PART 3: Describe the capabilities of Microsoft security solutions

MODULE 1 - Basic security capabilities in Azure

• Network Security: Understand Network Security Groups (NSGs), Azure Firewall, and Azure DDoS Protection to secure your network infrastructure.
• Encryption: Learn about different methods of encryption for data protection both at rest and in transit within Azure services.

MODULE 2 - Security management capabilities of Azure

• Azure Security Center: Understand its role in enhancing the security posture of your organization, including the Azure secure score and compliance readiness.
• Azure Defender: Learn how it protects various resources like storage accounts, SQL databases, etc., and understand the concept of Cloud Security Posture Management (CSPM).
• Security baseline: Know the importance of security baselines in Azure for maintaining best practices.

MODULE 3 - Describe security capabilities of Azure Sentinel

• Azure Sentinel provides a unified solution for:
  • Alert detection
  • Threat visibility and analysis
  • Proactive hunting
  • Threat response
• Understand the licensing model for Azure Sentinel.

MODULE 4 - Describe threat protection with Microsoft 365 Defender

• Microsoft Defender for Office 365: Learn how it protects against threats targeting your emails, documents, and collaboration tools.
• Microsoft Defender for Endpoint: Understand its role in protecting devices from advanced threats.
• Microsoft Defender for Identity: Know its capabilities to detect and respond to potential or actual breaches.

PART 4: Describe the capabilities of Microsoft compliance solutions

MODULE 1 - Information protection and governance capabilities of Microsoft 365

• Data classification: Learn how to classify data within Microsoft 365 to ensure proper handling and protection.
• Records management: Understand how to manage records effectively, ensuring they are preserved and accessible when needed.
• Data loss prevention (DLP): Know how DLP policies help in protecting sensitive information from being leaked or mishandled.

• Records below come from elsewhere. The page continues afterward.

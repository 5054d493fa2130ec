//! Core behavior traits.
//!
//! This module defines the [`Behavior`] trait, which is the fundamental
//! abstraction for leaf nodes. The trait is generic over a context type `C`,
//! allowing nodes to access game state and make decisions.
//!
//! Leaves that distinguish their first tick from the following ones implement
//! [`StatefulAction`] and are wrapped in [`Stateful`].

use crate::Status;

/// A behavior tree leaf that can be evaluated against a context.
pub trait Behavior<C>: Send + Sync {
    /// Evaluate this behavior node against the given context.
    ///
    /// # Arguments
    ///
    /// * `ctx` - Mutable reference to the context/blackboard. Nodes can read
    ///   game state and modify it (e.g., to store intermediate results).
    ///
    /// # Returns
    ///
    /// - `Status::Running` if the goal is not reached yet
    /// - `Status::Success` if the behavior succeeded
    /// - `Status::Failure` if the behavior failed
    fn tick(&mut self, ctx: &mut C) -> Status;

    /// Interrupts a behavior that returned `Running` on its last tick.
    ///
    /// Called by the tree when the parent stops selecting this node.
    fn halt(&mut self) {}
}

/// Blanket implementation for boxed behaviors.
///
/// This allows `Box<dyn Behavior<C>>` to also implement `Behavior<C>`,
/// enabling dynamic dispatch and heterogeneous collections of nodes.
impl<C> Behavior<C> for Box<dyn Behavior<C>> {
    #[inline]
    fn tick(&mut self, ctx: &mut C) -> Status {
        (**self).tick(ctx)
    }

    #[inline]
    fn halt(&mut self) {
        (**self).halt()
    }
}

/// A leaf with a distinct start step.
///
/// `on_start` runs when the node is ticked while idle. If it returns
/// `Running`, later ticks call `on_running` until a terminal status is
/// returned or the node is halted.
pub trait StatefulAction<C>: Send + Sync {
    fn on_start(&mut self, ctx: &mut C) -> Status;

    /// Defaults to repeating the start step.
    fn on_running(&mut self, ctx: &mut C) -> Status {
        self.on_start(ctx)
    }

    fn on_halted(&mut self) {}
}

/// Adapts a [`StatefulAction`] to the [`Behavior`] interface.
#[derive(Debug, Default)]
pub struct Stateful<A> {
    action: A,
    running: bool,
}

impl<A> Stateful<A> {
    pub fn new(action: A) -> Self {
        Self {
            action,
            running: false,
        }
    }

    /// Whether the last tick returned `Running`.
    pub fn is_running(&self) -> bool {
        self.running
    }

    pub fn action(&self) -> &A {
        &self.action
    }
}

impl<C, A: StatefulAction<C>> Behavior<C> for Stateful<A> {
    fn tick(&mut self, ctx: &mut C) -> Status {
        let status = if self.running {
            self.action.on_running(ctx)
        } else {
            self.action.on_start(ctx)
        };
        self.running = status.is_running();
        status
    }

    fn halt(&mut self) {
        if self.running {
            self.running = false;
            self.action.on_halted();
        }
    }
}

#[cfg(test)]
mod tests {
    use super::*;

    #[derive(Default)]
    struct Countdown {
        starts: u32,
        halts: u32,
    }

    impl StatefulAction<u32> for Countdown {
        fn on_start(&mut self, ctx: &mut u32) -> Status {
            self.starts += 1;
            self.on_running(ctx)
        }

        fn on_running(&mut self, ctx: &mut u32) -> Status {
            if *ctx == 0 {
                return Status::Success;
            }
            *ctx -= 1;
            Status::Running
        }

        fn on_halted(&mut self) {
            self.halts += 1;
        }
    }

    #[test]
    fn start_runs_once_until_completion() {
        let mut node = Stateful::new(Countdown::default());
        let mut remaining = 2;

        assert_eq!(node.tick(&mut remaining), Status::Running);
        assert_eq!(node.tick(&mut remaining), Status::Running);
        assert_eq!(node.tick(&mut remaining), Status::Success);
        assert_eq!(node.action().starts, 1);
        assert!(!node.is_running());
    }

    #[test]
    fn halt_only_reaches_running_actions() {
        let mut node = Stateful::new(Countdown::default());
        node.halt();
        assert_eq!(node.action().halts, 0);

        let mut remaining = 5;
        node.tick(&mut remaining);
        node.halt();
        assert_eq!(node.action().halts, 1);

        // Restarted after the halt.
        node.tick(&mut remaining);
        assert_eq!(node.action().starts, 2);
    }
}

MODULE 2 - Insider risk capabilities in Microsoft 365

• Insider Risk Management: Learn about monitoring user activities and detecting risky behavior.
• Communication compliance: Understand the management of communication data to ensure compliance with regulatory requirements.
• Information barriers: Know how these can be set up to prevent conflicts of interest within an organization.
• Privileged Access Management (PAM): Understand the importance of controlling access to sensitive systems and data.

MODULE 3 - E-Discovery capabilities of Microsoft 365

• Core audit capabilities: Learn about the basic auditing features in Microsoft 365, such as activity reporting and user and group activity tracking.
• Advanced Auditing: Understand the advanced auditing capabilities that allow for more detailed insights into user activities and system events.

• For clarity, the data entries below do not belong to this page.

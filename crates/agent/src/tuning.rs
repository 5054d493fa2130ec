//! Tactical thresholds that the server does not send.

/// Fraction of the weapon range at which `GoToTarget` stops closing in.
pub const SHOOT_RANGE_RATIO: f64 = 2.0 / 3.0;

/// Extra distance, on top of the unit radius, kept from the zone boundary.
pub const ZONE_PADDING: f64 = 0.5;

/// Cosine above which the unit counts as facing the desired direction.
pub const LOOK_COS_THRESHOLD: f64 = 0.99;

MODULE 4 - Resource governance capabilities in Azure

• Azure Policy: Know how it helps enforce organizational standards and assess compliance at scale.
• Cloud Adoption Framework (CAF): Understand the CAF as a guide to help you adopt cloud services securely, efficiently, and effectively.

MODULE 5 - Audit capabilities in Microsoft 365

• Audit Logs: Learn how to use audit logs to track activities performed by users and administrators within Microsoft 365.
• Security, Compliance Center: Understand the role of this center in managing and monitoring compliance and security across Microsoft 365 services.
• Advanced auditing features: Know how these provide deeper insights into user and admin activities, helping to detect and respond to security incidents.

MODULE 6 - Cloud Security Posture Management (CSPM) in Azure

• Learn about the capabilities of CSPM solutions in Azure, which help in identifying and remediating security and compliance risks across cloud infrastructure.

Remember that the SC-900 exam not only tests your knowledge of these concepts but also your understanding of how they integrate within Microsoft's broader ecosystem of security and compliance tools. Keep an eye on official resources like Microsoft Docs and the SC-900 exam page for any further updates or changes to the exam content.